ABOUT THIS EXERCISE: Write out again only the lines that run from the start of the entries to the line containing "fn eq(&self, other: &Self)", both included.
START RECORDS PROVIDED
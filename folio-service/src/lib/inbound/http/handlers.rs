use axum::http::StatusCode;
use axum::response::IntoResponse;
use axum::response::Response;
use axum::Json;
use serde::Serialize;

use crate::blog::errors::BlogError;
use crate::project::errors::ProjectError;
use crate::user::errors::UserError;

pub mod blogs;
pub mod health;
pub mod projects;
pub mod users;

#[derive(Debug, Clone)]
pub struct ApiSuccess<T: Serialize + PartialEq>(StatusCode, Json<ApiResponseBody<T>>);

impl<T> PartialEq for ApiSuccess<T>
where
    T: Serialize + PartialEq,
{
    fn eq(&self, other: &Self) -> bool {
        self.0 == other.0 && self.1 .0 == other.1 .0
    }
}

impl<T: Serialize + PartialEq> ApiSuccess<T> {
    pub fn new(status: StatusCode, data: T) -> Self {
        ApiSuccess(status, Json(ApiResponseBody::new(status, data)))
    }
}

impl<T: Serialize + PartialEq> IntoResponse for ApiSuccess<T> {
    fn into_response(self) -> Response {
        (self.0, self.1).into_response()
    }
}

#[derive(Debug, Clone, PartialEq, Eq)]
pub enum ApiError {
    InternalServerError(String),
    BadRequest(String),
    NotFound(String),
    /// Duplicate resource. Reported as 400, not 409.
    Conflict(String),
    Unauthorized(String),
    Forbidden(String),
}

impl IntoResponse for ApiError {
    fn into_response(self) -> Response {
        let (status, body) = match self {
            ApiError::InternalServerError(detail) => {
                tracing::error!(error = %detail, "Request failed");
                (
                    StatusCode::INTERNAL_SERVER_ERROR,
                    ApiErrorBody {
                        message: "Internal server error".to_string(),
                        error: Some(detail),
                    },
                )
            }
            ApiError::BadRequest(msg) | ApiError::Conflict(msg) => {
                (StatusCode::BAD_REQUEST, ApiErrorBody::new(msg))
            }
            ApiError::NotFound(msg) => (StatusCode::NOT_FOUND, ApiErrorBody::new(msg)),
            ApiError::Unauthorized(msg) => (StatusCode::UNAUTHORIZED, ApiErrorBody::new(msg)),
            ApiError::Forbidden(msg) => (StatusCode::FORBIDDEN, ApiErrorBody::new(msg)),
        };

        (status, Json(body)).into_response()
    }
}

impl From<UserError> for ApiError {
    fn from(err: UserError) -> Self {
        match err {
            UserError::NotFound(_) => ApiError::NotFound(err.to_string()),
            UserError::EmailAlreadyExists(_) => ApiError::Conflict(err.to_string()),
            UserError::InvalidCredentials => ApiError::Unauthorized(err.to_string()),
            UserError::InvalidUserId(_)
            | UserError::InvalidName(_)
            | UserError::InvalidEmail(_)
            | UserError::EmptyPassword
            | UserError::InvalidUpload(_) => ApiError::BadRequest(err.to_string()),
            UserError::Hashing(_)
            | UserError::TokenIssue(_)
            | UserError::ImageStore(_)
            | UserError::DatabaseError(_) => ApiError::InternalServerError(err.to_string()),
        }
    }
}

impl From<BlogError> for ApiError {
    fn from(err: BlogError) -> Self {
        match err {
            BlogError::NotFound(_) => ApiError::NotFound(err.to_string()),
            BlogError::NotOwner { .. } => {
                ApiError::Forbidden("You can only delete your own blogs".to_string())
            }
            BlogError::InvalidBlogId(_)
            | BlogError::InvalidContent(_)
            | BlogError::EmptySearchQuery => ApiError::BadRequest(err.to_string()),
            BlogError::DatabaseError(_) | BlogError::AuthorLookup(_) => {
                ApiError::InternalServerError(err.to_string())
            }
        }
    }
}

impl From<ProjectError> for ApiError {
    fn from(err: ProjectError) -> Self {
        match err {
            ProjectError::InvalidType(_) | ProjectError::InvalidContent(_) => {
                ApiError::BadRequest(err.to_string())
            }
            ProjectError::DatabaseError(_) => ApiError::InternalServerError(err.to_string()),
        }
    }
}

#[derive(Debug, Clone, PartialEq, Eq, Serialize)]
pub struct ApiResponseBody<T: Serialize + PartialEq> {
    status_code: u16,
    data: T,
}

impl<T: Serialize + PartialEq> ApiResponseBody<T> {
    pub fn new(status_code: StatusCode, data: T) -> Self {
        Self {
            status_code: status_code.as_u16(),
            data,
        }
    }
}

/// Error payload: a human-readable message, plus the underlying error for 500s.
#[derive(Debug, Clone, PartialEq, Eq, Serialize)]
pub struct ApiErrorBody {
    pub message: String,
    #[serde(skip_serializing_if = "Option::is_none")]
    pub error: Option<String>,
}

impl ApiErrorBody {
    fn new(message: String) -> Self {
        Self {
            message,
            error: None,
        }
    }
}

#[cfg(test)]
mod tests {
    use http_body_util::BodyExt;

    use super::*;
    use crate::domain::blog::models::BlogId;
    use crate::domain::project::errors::ProjectTypeError;
    use crate::domain::user::models::UserId;

    async fn body_json(response: Response) -> serde_json::Value {
        let bytes = response.into_body().collect().await.unwrap().to_bytes();
        serde_json::from_slice(&bytes).unwrap()
    }

    #[tokio::test]
    async fn test_success_envelope() {
        let response = ApiSuccess::new(StatusCode::CREATED, "ok").into_response();
        assert_eq!(response.status(), StatusCode::CREATED);

        let body = body_json(response).await;
        assert_eq!(body["status_code"], 201);
        assert_eq!(body["data"], "ok");
    }

    #[tokio::test]
    async fn test_internal_error_carries_detail() {
        let response = ApiError::InternalServerError("pool timed out".to_string()).into_response();
        assert_eq!(response.status(), StatusCode::INTERNAL_SERVER_ERROR);

        let body = body_json(response).await;
        assert_eq!(body["message"], "Internal server error");
        assert_eq!(body["error"], "pool timed out");
    }

    #[tokio::test]
    async fn test_client_error_has_no_detail() {
        let response = ApiError::Unauthorized("Invalid credentials".to_string()).into_response();
        assert_eq!(response.status(), StatusCode::UNAUTHORIZED);

        let body = body_json(response).await;
        assert_eq!(body["message"], "Invalid credentials");
        assert!(body.get("error").is_none());
    }

    #[test]
    fn test_duplicate_email_is_bad_request() {
        let err = ApiError::from(UserError::EmailAlreadyExists("a@x.com".to_string()));
        assert!(matches!(err, ApiError::Conflict(_)));
        assert_eq!(err.into_response().status(), StatusCode::BAD_REQUEST);
    }

    #[test]
    fn test_domain_error_mapping() {
        assert_eq!(
            ApiError::from(BlogError::NotOwner {
                blog_id: BlogId::new(),
                user_id: UserId::new(),
            })
            .into_response()
            .status(),
            StatusCode::FORBIDDEN
        );
        assert_eq!(
            ApiError::from(BlogError::NotFound(BlogId::new()))
                .into_response()
                .status(),
            StatusCode::NOT_FOUND
        );
        assert_eq!(
            ApiError::from(ProjectError::from(ProjectTypeError(Some(4)))),
            ApiError::BadRequest("Invalid project type. Must be 1, 2, or 3.".to_string())
        );
    }
}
END RECORDS PROVIDED
RESULT BELOW:
filename folio-service/src/lib/inbound/http/handlers.rs
use axum::http::StatusCode;
use axum::response::IntoResponse;
use axum::response::Response;
use axum::Json;
use serde::Serialize;

use crate::blog::errors::BlogError;
use crate::project::errors::ProjectError;
use crate::user::errors::UserError;

pub mod blogs;
pub mod health;
pub mod projects;
pub mod users;

#[derive(Debug, Clone)]
pub struct ApiSuccess<T: Serialize + PartialEq>(StatusCode, Json<ApiResponseBody<T>>);

impl<T> PartialEq for ApiSuccess<T>
where
    T: Serialize + PartialEq,
{
    fn eq(&self, other: &Self) -> bool {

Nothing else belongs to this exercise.